1210.5122 (Harald Höller)
Harald Höller
A generalization of implicit conservative numerics to multiple dimensions requires advanced concepts of tensor analysis and differential geometry and hence a more thorough dedication to mathematical fundamentals than maybe expected at first glance. Hence we begin to discuss fundamental mathematics and physics of RHD with special focus on differential geometric consistency and study numerical methods for nonlinear conservation laws to gain a solid definition of the term conservative. The efforts in tensor analysis will be needed when applying Vinokurs theorem to gain the strong conservation form for conservation laws in general curvilinear coordinates. Moreover, it will be required to slightly reformulate the artificial viscosity for such nonlinear coordinates.
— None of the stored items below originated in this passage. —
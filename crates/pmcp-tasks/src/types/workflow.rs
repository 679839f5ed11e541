//! Workflow progress types for task-backed workflow execution.
//!
//! These types track the execution state of a [`SequentialWorkflow`] that is
//! backed by a task. The [`WorkflowProgress`] struct is serialized to the
//! task's variable store under the [`WORKFLOW_PROGRESS_KEY`] key, allowing
//! clients and servers to inspect which steps have completed, failed, or
//! remain pending.
//!
//! # Variable Key Convention
//!
//! Workflow-related task variables use the `_workflow.` prefix:
//! - `_workflow.progress` -- the full [`WorkflowProgress`] struct
//! - `_workflow.result.<step_name>` -- per-step tool result (raw JSON)
//!
//! # Schema Versioning
//!
//! [`WorkflowProgress`] includes a `schema_version` field (starting at 1)
//! for forward compatibility. Readers MUST tolerate unknown fields; writers
//! MUST set `schema_version` to the version they produce.

use serde::{Deserialize, Serialize};

// === Variable Key Constants ===

/// Task variable key for the structured workflow progress object.
///
/// The value stored under this key is a serialized [`WorkflowProgress`].
///
/// # Examples
///
/// ```
/// use pmcp_tasks::types::workflow::WORKFLOW_PROGRESS_KEY;
///
/// assert_eq!(WORKFLOW_PROGRESS_KEY, "_workflow.progress");
/// ```
pub const WORKFLOW_PROGRESS_KEY: &str = "_workflow.progress";

/// Prefix for per-step result variable keys.
///
/// Each completed step stores its raw tool result under
/// `_workflow.result.<step_name>`. Use [`workflow_result_key`] to build
/// the full key.
pub const WORKFLOW_RESULT_PREFIX: &str = "_workflow.result.";

/// Builds the task variable key for a step's tool result.
///
/// # Examples
///
/// ```
/// use pmcp_tasks::types::workflow::workflow_result_key;
///
/// assert_eq!(workflow_result_key("validate"), "_workflow.result.validate");
/// assert_eq!(workflow_result_key("deploy"), "_workflow.result.deploy");
/// ```
pub fn workflow_result_key(step_name: &str) -> String {
    format!("{WORKFLOW_RESULT_PREFIX}{step_name}")
}

// === Workflow Progress Types ===

/// Tracks the execution state of a task-backed sequential workflow.
///
/// This struct is serialized to the task's variable store under the
/// [`WORKFLOW_PROGRESS_KEY`] key. It provides a snapshot of which steps
/// have been executed, their outcomes, and the workflow's overall goal.
///
/// # Serialization
///
/// Fields use `camelCase` naming to match the MCP JSON conventions.
/// The `schema_version` field starts at 1 and is incremented when the
/// schema changes in a backward-incompatible way.
///
/// # Examples
///
/// ```
/// use pmcp_tasks::types::workflow::{WorkflowProgress, WorkflowStepProgress, StepStatus};
///
/// let progress = WorkflowProgress {
///     goal: "Deploy service to us-east-1".to_string(),
///     steps: vec![
///         WorkflowStepProgress {
///             name: "validate".to_string(),
///             tool: Some("validate_config".to_string()),
///             status: StepStatus::Completed,
///         },
///         WorkflowStepProgress {
///             name: "deploy".to_string(),
///             tool: Some("deploy_service".to_string()),
///             status: StepStatus::Pending,
///         },
///     ],
///     schema_version: 1,
/// };
///
/// let json = serde_json::to_value(&progress).unwrap();
/// assert_eq!(json["goal"], "Deploy service to us-east-1");
/// assert_eq!(json["schemaVersion"], 1);
/// assert_eq!(json["steps"][0]["status"], "completed");
/// assert_eq!(json["steps"][1]["status"], "pending");
/// ```
#[derive(Debug, Clone, Serialize, Deserialize, PartialEq)]
#[serde(rename_all = "camelCase")]
pub struct WorkflowProgress {
    /// The workflow's overall goal description.
    pub goal: String,

    /// Ordered list of steps in the workflow.
    pub steps: Vec<WorkflowStepProgress>,

    /// Schema version for forward compatibility (starts at 1).
    pub schema_version: u32,
}

/// Tracks the execution state of a single workflow step.
///
/// Each step corresponds to a [`WorkflowStep`] in the workflow definition.
/// The `tool` field is `None` for resource-only steps that don't invoke a tool.
///
/// # Serialization
///
/// The `tool` field is omitted from JSON when `None` (resource-only steps).
///
/// # Examples
///
/// ```
/// use pmcp_tasks::types::workflow::{WorkflowStepProgress, StepStatus};
///
/// // Tool-backed step
/// let step = WorkflowStepProgress {
///     name: "validate".to_string(),
///     tool: Some("validate_config".to_string()),
///     status: StepStatus::Completed,
/// };
/// let json = serde_json::to_value(&step).unwrap();
/// assert_eq!(json["tool"], "validate_config");
///
/// // Resource-only step (no tool)
/// let step = WorkflowStepProgress {
///     name: "read_config".to_string(),
///     tool: None,
///     status: StepStatus::Pending,
/// };
/// let json = serde_json::to_value(&step).unwrap();
/// assert!(json.get("tool").is_none());
/// ```
#[derive(Debug, Clone, Serialize, Deserialize, PartialEq)]
#[serde(rename_all = "camelCase")]
pub struct WorkflowStepProgress {
    /// Step name (from the workflow step definition).
    pub name: String,

    /// Tool name, or `None` for resource-only steps.
    #[serde(skip_serializing_if = "Option::is_none")]
    pub tool: Option<String>,

    /// Current status of this step.
    pub status: StepStatus,
}

/// Runtime outcome of a workflow step.
///
/// Steps start as [`Pending`](StepStatus::Pending) and transition to one of
/// the terminal states based on execution outcome. There is no pre-classification
/// of steps -- the server attempts best-effort execution at runtime.
///
/// # Default
///
/// The default value is [`Pending`](StepStatus::Pending).
///
/// # Serialization
///
/// Variants serialize as `snake_case` strings: `"pending"`, `"completed"`,
/// `"failed"`, `"skipped"`.
///
/// # Examples
///
/// ```
/// use pmcp_tasks::types::workflow::StepStatus;
///
/// assert_eq!(StepStatus::default(), StepStatus::Pending);
///
/// let json = serde_json::to_value(StepStatus::Completed).unwrap();
/// assert_eq!(json, "completed");
///
/// let status: StepStatus = serde_json::from_value(serde_json::json!("failed")).unwrap();
/// assert_eq!(status, StepStatus::Failed);
/// ```
#[derive(Debug, Clone, Copy, Default, PartialEq, Eq, Serialize, Deserialize)]
#[serde(rename_all = "snake_case")]
pub enum StepStatus {
    /// Step has not been attempted yet.
    #[default]
    Pending,
    /// Step completed successfully.
    Completed,
    /// Step failed (error recorded in variables).
    Failed,
    /// Step was skipped (server couldn't execute, client should continue).
    Skipped,
}


#[cfg(test)]
mod proptest_workflow {
    use super::*;
    use proptest::prelude::*;

    fn arb_step_status() -> impl Strategy<Value = StepStatus> {
        prop_oneof![
            Just(StepStatus::Pending),
            Just(StepStatus::Completed),
            Just(StepStatus::Failed),
            Just(StepStatus::Skipped),
        ]
    }

    fn arb_step_progress() -> impl Strategy<Value = WorkflowStepProgress> {
        (
            "[a-zA-Z0-9_-]{1,50}",
            prop::option::of("[a-zA-Z0-9_-]{1,50}"),
            arb_step_status(),
        )
            .prop_map(|(name, tool, status)| WorkflowStepProgress { name, tool, status })
    }

    fn arb_workflow_progress() -> impl Strategy<Value = WorkflowProgress> {
        (
            ".{0,200}",
            prop::collection::vec(arb_step_progress(), 0..20),
            1u32..=10,
        )
            .prop_map(|(goal, steps, schema_version)| WorkflowProgress {
                goal,
                steps,
                schema_version,
            })
    }

    proptest! {
        #[test]
        fn serde_round_trip(progress in arb_workflow_progress()) {
            let value = serde_json::to_value(&progress).unwrap();
            let round_trip: WorkflowProgress = serde_json::from_value(value).unwrap();
            prop_assert_eq!(progress, round_trip);
        }
    }
}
Astronomical objects are characterized by fast flows and high propagation speeds on the one hand but astronomical length and time scales on the other hand. Implicit numerical schemes are not affected by the Courant Friedrichs Levy condition which limits explicit schemes to rather impracticably small time steps. Implicit methods however produce algebraic problems that require matrix inversion which is computationally expensive. In order to achieve viable resolution, adaptive grid techniques have been developed. It is desired to treat processes on small length scales like shocks and ionization fronts as well as physics at the extent of the objects dimension itself like large scale convection flows and pulsations. The combination of implicit schemes and adaptive grids allows to resolve astrophysics appropriately at various scales. In the last chapter of this paper we study problem oriented adaptive grid generation in 2D and 3D. We establish three main postulations for an ideal grid and analyze several feasible approaches.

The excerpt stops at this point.